Data section.
BEGIN

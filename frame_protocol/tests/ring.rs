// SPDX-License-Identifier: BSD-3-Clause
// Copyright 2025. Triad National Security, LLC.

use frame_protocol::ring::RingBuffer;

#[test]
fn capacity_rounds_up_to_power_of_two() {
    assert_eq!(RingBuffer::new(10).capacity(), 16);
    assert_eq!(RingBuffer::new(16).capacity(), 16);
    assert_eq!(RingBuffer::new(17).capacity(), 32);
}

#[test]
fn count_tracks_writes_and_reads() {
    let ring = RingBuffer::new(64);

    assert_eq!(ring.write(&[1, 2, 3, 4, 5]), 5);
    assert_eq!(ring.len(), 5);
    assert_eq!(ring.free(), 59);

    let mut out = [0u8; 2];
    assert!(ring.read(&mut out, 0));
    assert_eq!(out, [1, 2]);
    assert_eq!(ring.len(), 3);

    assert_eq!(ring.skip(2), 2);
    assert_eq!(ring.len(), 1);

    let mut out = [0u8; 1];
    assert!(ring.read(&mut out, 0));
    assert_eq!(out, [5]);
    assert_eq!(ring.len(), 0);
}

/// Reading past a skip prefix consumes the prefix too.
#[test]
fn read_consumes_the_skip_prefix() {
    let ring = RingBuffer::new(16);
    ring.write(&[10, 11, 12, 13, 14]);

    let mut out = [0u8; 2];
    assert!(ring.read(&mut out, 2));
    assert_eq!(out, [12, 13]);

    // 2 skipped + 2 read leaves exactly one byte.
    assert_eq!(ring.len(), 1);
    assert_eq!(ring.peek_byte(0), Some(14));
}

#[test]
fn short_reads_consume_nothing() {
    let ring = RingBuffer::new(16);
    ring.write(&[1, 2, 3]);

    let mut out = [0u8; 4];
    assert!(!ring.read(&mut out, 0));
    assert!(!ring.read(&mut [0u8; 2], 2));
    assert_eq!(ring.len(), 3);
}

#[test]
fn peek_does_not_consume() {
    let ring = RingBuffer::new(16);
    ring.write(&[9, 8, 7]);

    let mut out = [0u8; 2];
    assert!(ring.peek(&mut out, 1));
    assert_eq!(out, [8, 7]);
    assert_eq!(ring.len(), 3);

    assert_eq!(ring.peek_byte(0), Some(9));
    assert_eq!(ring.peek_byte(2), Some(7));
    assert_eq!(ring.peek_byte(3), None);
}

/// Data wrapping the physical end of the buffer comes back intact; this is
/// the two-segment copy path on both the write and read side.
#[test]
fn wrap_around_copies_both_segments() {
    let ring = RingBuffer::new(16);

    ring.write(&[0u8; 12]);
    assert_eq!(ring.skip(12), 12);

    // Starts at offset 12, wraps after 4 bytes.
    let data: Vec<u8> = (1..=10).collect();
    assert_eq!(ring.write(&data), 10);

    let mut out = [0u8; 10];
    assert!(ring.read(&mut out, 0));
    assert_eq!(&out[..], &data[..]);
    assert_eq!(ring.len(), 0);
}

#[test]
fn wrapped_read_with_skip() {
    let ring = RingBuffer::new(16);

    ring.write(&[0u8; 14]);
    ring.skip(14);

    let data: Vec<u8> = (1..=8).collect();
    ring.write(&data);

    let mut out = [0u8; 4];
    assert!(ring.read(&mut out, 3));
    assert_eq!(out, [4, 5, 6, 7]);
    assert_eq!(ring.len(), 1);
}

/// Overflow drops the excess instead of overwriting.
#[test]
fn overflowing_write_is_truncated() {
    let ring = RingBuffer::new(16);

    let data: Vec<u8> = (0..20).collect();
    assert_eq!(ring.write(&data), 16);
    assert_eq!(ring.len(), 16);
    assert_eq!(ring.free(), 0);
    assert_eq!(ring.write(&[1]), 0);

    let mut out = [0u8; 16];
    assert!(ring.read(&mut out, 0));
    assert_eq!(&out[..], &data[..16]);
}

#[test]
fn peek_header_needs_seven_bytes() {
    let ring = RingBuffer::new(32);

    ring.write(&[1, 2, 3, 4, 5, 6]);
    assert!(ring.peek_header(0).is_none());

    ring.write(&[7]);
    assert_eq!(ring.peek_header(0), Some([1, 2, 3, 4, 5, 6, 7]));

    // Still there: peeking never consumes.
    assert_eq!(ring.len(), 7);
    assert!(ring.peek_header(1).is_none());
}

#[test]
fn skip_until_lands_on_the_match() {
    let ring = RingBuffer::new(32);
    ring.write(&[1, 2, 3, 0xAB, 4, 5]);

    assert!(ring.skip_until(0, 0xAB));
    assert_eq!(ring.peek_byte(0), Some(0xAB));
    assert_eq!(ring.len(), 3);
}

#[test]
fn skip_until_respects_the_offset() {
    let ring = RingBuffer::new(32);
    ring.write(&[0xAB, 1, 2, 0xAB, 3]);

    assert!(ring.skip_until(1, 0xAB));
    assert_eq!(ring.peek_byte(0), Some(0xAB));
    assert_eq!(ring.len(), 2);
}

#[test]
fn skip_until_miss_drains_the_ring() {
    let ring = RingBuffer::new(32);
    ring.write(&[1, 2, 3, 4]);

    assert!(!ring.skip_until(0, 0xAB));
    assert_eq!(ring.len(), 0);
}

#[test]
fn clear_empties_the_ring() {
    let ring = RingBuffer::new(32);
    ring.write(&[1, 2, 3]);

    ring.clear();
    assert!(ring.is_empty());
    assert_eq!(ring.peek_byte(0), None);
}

END

Exercise objective. Reply with nothing but the number of lines in the data above that contain "free".

Answer below. 2